Tout au long de ce récit multiforme au style souvent métaphorique émaillé de délires oniriques, Zahra va chercher sa voie et la rencontre de l'Assise gardienne du hammam et de son fils probable le Consul crée une ambiance surréaliste, confuse et trouble. Elle va se livrer comme elle dit à un état des lieux et de ces deux personnages. Peu à peu, va évoluer la relation entre le Consul aveugle et Zahra libérée qui va enfin connaître le plaisir et l'amour jusqu'aux drames qui se succèdent jusqu'à la fin.
Selon moi, ce roman est plus abouti que «
L'Enfant de Sable ».
Je ne citerai qu'un passage de cette histoire magnifique écrite par
Tahar Ben Jelloun dans ce si beau style qu'on lui connaît.

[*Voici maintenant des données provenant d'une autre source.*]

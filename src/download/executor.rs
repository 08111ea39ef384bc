use async_trait::async_trait;
use futures_util::FutureExt;
use std::ops::ControlFlow;
use std::panic::AssertUnwindSafe;
use std::path::{Path, PathBuf};
use std::sync::Arc;
use std::sync::atomic::{AtomicBool, Ordering};
use tokio::sync::{RwLock, mpsc};
use tracing::{debug, info, warn};

use super::cleanup::remove_partial_artifacts;
use super::progress::ProgressAggregator;
use super::session::{
    CancelFlag, DownloadOutcome, DownloadSession, SessionEvent, SessionHandle, SessionState,
};
use super::{DownloadRequest, MediaFormat};
use crate::config::EngineConfig;
use crate::engine::{
    EngineErrorKind, EngineEvent, EngineFailure, EngineOptions, MediaEngine, ProgressHook,
};
use crate::error::{DownloadError, StartError};
use crate::history::{HistoryRecord, HistoryStore};

/// Runs download sessions in the background, one at a time.
pub struct DownloadExecutor {
    engine: Arc<dyn MediaEngine>,
    config: EngineConfig,
    history: Option<Arc<HistoryStore>>,
    busy: Arc<AtomicBool>,
}

impl DownloadExecutor {
    pub fn new(engine: Arc<dyn MediaEngine>, config: EngineConfig) -> Self {
        Self {
            engine,
            config,
            history: None,
            busy: Arc::new(AtomicBool::new(false)),
        }
    }

    pub fn with_history(mut self, history: Arc<HistoryStore>) -> Self {
        self.history = Some(history);
        self
    }

    /// True from `start` until the session's terminal event is sent.
    pub fn is_busy(&self) -> bool {
        self.busy.load(Ordering::SeqCst)
    }

    /// Start a fresh session. Fails while another session is still running.
    pub fn start(
        &self,
        request: DownloadRequest,
        ffmpeg_location: Option<PathBuf>,
    ) -> Result<SessionHandle, StartError> {
        if self
            .busy
            .compare_exchange(false, true, Ordering::SeqCst, Ordering::SeqCst)
            .is_err()
        {
            return Err(StartError::SessionActive);
        }

        let session = DownloadSession::new(request);
        let id = session.id;
        let session = Arc::new(RwLock::new(session));
        let cancel = CancelFlag::new();
        let (event_tx, event_rx) = mpsc::unbounded_channel();

        let runner = SessionRunner {
            engine: Arc::clone(&self.engine),
            config: self.config.clone(),
            ffmpeg_location,
            history: self.history.clone(),
            session: Arc::clone(&session),
            cancel: cancel.clone(),
            events: event_tx,
            busy: Arc::clone(&self.busy),
        };

        info!("Starting download session {}", id);
        let task = tokio::spawn(runner.run());

        Ok(SessionHandle {
            id,
            cancel,
            session,
            events: event_rx,
            task,
        })
    }
}

/// Frees the session slot when dropped, including during a panic.
struct SlotGuard(Arc<AtomicBool>);

impl Drop for SlotGuard {
    fn drop(&mut self) {
        self.0.store(false, Ordering::SeqCst);
    }
}

struct SessionRunner {
    engine: Arc<dyn MediaEngine>,
    config: EngineConfig,
    ffmpeg_location: Option<PathBuf>,
    history: Option<Arc<HistoryStore>>,
    session: Arc<RwLock<DownloadSession>>,
    cancel: CancelFlag,
    events: mpsc::UnboundedSender<SessionEvent>,
    busy: Arc<AtomicBool>,
}

impl SessionRunner {
    async fn run(self) -> Result<DownloadOutcome, DownloadError> {
        let slot = SlotGuard(Arc::clone(&self.busy));
        let request = {
            let mut session = self.session.write().await;
            session.state = SessionState::Running;
            session.request.clone()
        };

        let result = AssertUnwindSafe(self.execute(&request))
            .catch_unwind()
            .await
            .unwrap_or_else(|_| {
                warn!("Download of {} panicked", request.url());
                Err(DownloadError::Engine("download task panicked".to_string()))
            });

        let state = match &result {
            Ok(outcome) => {
                self.record_history(&request, outcome);
                SessionState::Completed
            }
            Err(error) => {
                let destination = request.destination().to_path_buf();
                let removed =
                    tokio::task::spawn_blocking(move || remove_partial_artifacts(&destination))
                        .await
                        .unwrap_or_else(|e| {
                            warn!("Partial file cleanup did not run: {}", e);
                            0
                        });
                debug!("Removed {} partial files after failure", removed);

                if error.is_cancelled() {
                    SessionState::Cancelled
                } else {
                    SessionState::Failed
                }
            }
        };

        {
            let mut session = self.session.write().await;
            session.state = state;
            session.result = Some(result.clone());
        }

        // Release the slot before the terminal event so the receiver can start anew.
        drop(slot);

        let terminal = match &result {
            Ok(outcome) => {
                info!("Download session finished: {:?}", outcome);
                SessionEvent::Completed(outcome.clone())
            }
            Err(error) => {
                info!("Download session ended: {}", error);
                SessionEvent::Failed(error.clone())
            }
        };
        let _ = self.events.send(terminal);

        result
    }

    async fn execute(&self, request: &DownloadRequest) -> Result<DownloadOutcome, DownloadError> {
        if self.cancel.is_cancelled() {
            return Err(DownloadError::Cancelled);
        }

        let aggregator = if request.playlist() {
            let total = self
                .engine
                .playlist_count(request.url(), self.config.playlist_end)
                .await
                .map_err(classify)?;
            debug!("Playlist has {} items", total);

            self.session.write().await.total_items = total.max(1);
            let _ = self
                .events
                .send(SessionEvent::PlaylistResolved { total: total.max(1) });

            if self.cancel.is_cancelled() {
                return Err(DownloadError::Cancelled);
            }
            ProgressAggregator::playlist(total)
        } else {
            ProgressAggregator::single()
        };

        let options =
            EngineOptions::for_request(request, &self.config, self.ffmpeg_location.as_deref());

        let mut hook = SessionHook {
            aggregator,
            cancel: self.cancel.clone(),
            session: Arc::clone(&self.session),
            events: self.events.clone(),
            finished: Vec::new(),
            last_filename: None,
        };

        let outcome = self
            .engine
            .download(request.url(), &options, &mut hook)
            .await;

        // A cancel that no checkpoint observed still wins over success.
        if self.cancel.is_cancelled() {
            return Err(DownloadError::Cancelled);
        }
        outcome.map_err(classify)?;

        if request.playlist() {
            Ok(DownloadOutcome::Batch {
                items: hook.finished,
            })
        } else {
            let path = hook
                .finished
                .last()
                .cloned()
                .or_else(|| {
                    hook.last_filename
                        .as_deref()
                        .map(|name| final_path(name, request.format(), &self.config))
                })
                .ok_or_else(|| {
                    DownloadError::Engine("engine did not report an output file".to_string())
                })?;
            Ok(DownloadOutcome::Single { path })
        }
    }

    fn record_history(&self, request: &DownloadRequest, outcome: &DownloadOutcome) {
        let Some(history) = &self.history else {
            return;
        };

        for path in outcome.paths() {
            if let Err(e) = history.append(HistoryRecord::new(&path, request.url())) {
                warn!("Failed to record download history: {}", e);
            }
        }
    }
}

struct SessionHook {
    aggregator: ProgressAggregator,
    cancel: CancelFlag,
    session: Arc<RwLock<DownloadSession>>,
    events: mpsc::UnboundedSender<SessionEvent>,
    finished: Vec<PathBuf>,
    last_filename: Option<String>,
}

#[async_trait]
impl ProgressHook for SessionHook {
    async fn on_event(&mut self, event: EngineEvent) -> ControlFlow<()> {
        if self.cancel.is_cancelled() {
            return ControlFlow::Break(());
        }

        match event {
            EngineEvent::Progress(raw) => {
                if let Some(name) = &raw.filename {
                    self.last_filename = Some(name.clone());
                }
                let progress = self.aggregator.translate(&raw);
                self.session.write().await.last_progress = Some(progress.clone());
                let _ = self.events.send(SessionEvent::Progress(progress));
            }
            EngineEvent::ItemFinished { path } => {
                self.finished.push(path.clone());
                if let Some(position) = self.aggregator.finish_item() {
                    {
                        let mut session = self.session.write().await;
                        session.current_item = position.current;
                        session.total_items = position.total;
                    }
                    let _ = self
                        .events
                        .send(SessionEvent::ItemFinished { position, path });
                }
            }
        }

        ControlFlow::Continue(())
    }
}

fn classify(failure: EngineFailure) -> DownloadError {
    match failure.kind {
        EngineErrorKind::UnsupportedUrl => DownloadError::UnsupportedUrl,
        EngineErrorKind::Extractor => DownloadError::Extractor(failure.message),
        EngineErrorKind::Download => DownloadError::Download(failure.message),
        EngineErrorKind::Unavailable => DownloadError::Unavailable,
        EngineErrorKind::Aborted => DownloadError::Cancelled,
        EngineErrorKind::Spawn => DownloadError::Io(failure.message),
        EngineErrorKind::Other => DownloadError::Engine(failure.message),
    }
}

/// Name of the file left behind once post-processing has run.
fn final_path(engine_filename: &str, format: MediaFormat, config: &EngineConfig) -> PathBuf {
    let path = Path::new(engine_filename.strip_suffix(".part").unwrap_or(engine_filename));
    match format {
        MediaFormat::Audio => path.with_extension(&config.audio_codec),
        MediaFormat::Video => path.to_path_buf(),
    }
}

Il évoque la rencontre de chair entre Zahra et le Consul .
« le miracle avait le visage et les yeux du Consul. Il m'avait sculptée en statue de chair, désirée et désirante. Je n'étais plus un être de sable et de poussière à l'identité incertaine, s'effritant au moindre coup de vent. Je sentais se solidifier, se consolider, chacun de mes membres. Je n'étais plus cet être de vent dont toute la peau n'était qu'un masque, une illusion faite pour tromper une société sans vergogne, basée sur l'hypocrisie, les mythes d'une religion détournée, vidée de sa spiritualité, un leurre fabriqué par un père obsédé par la honte qu'agite l'entourage. Il m'avait fallu l'oubli, l'errance et la grâce distillée par l'amour, pour renaître et vivre. »
Sublime !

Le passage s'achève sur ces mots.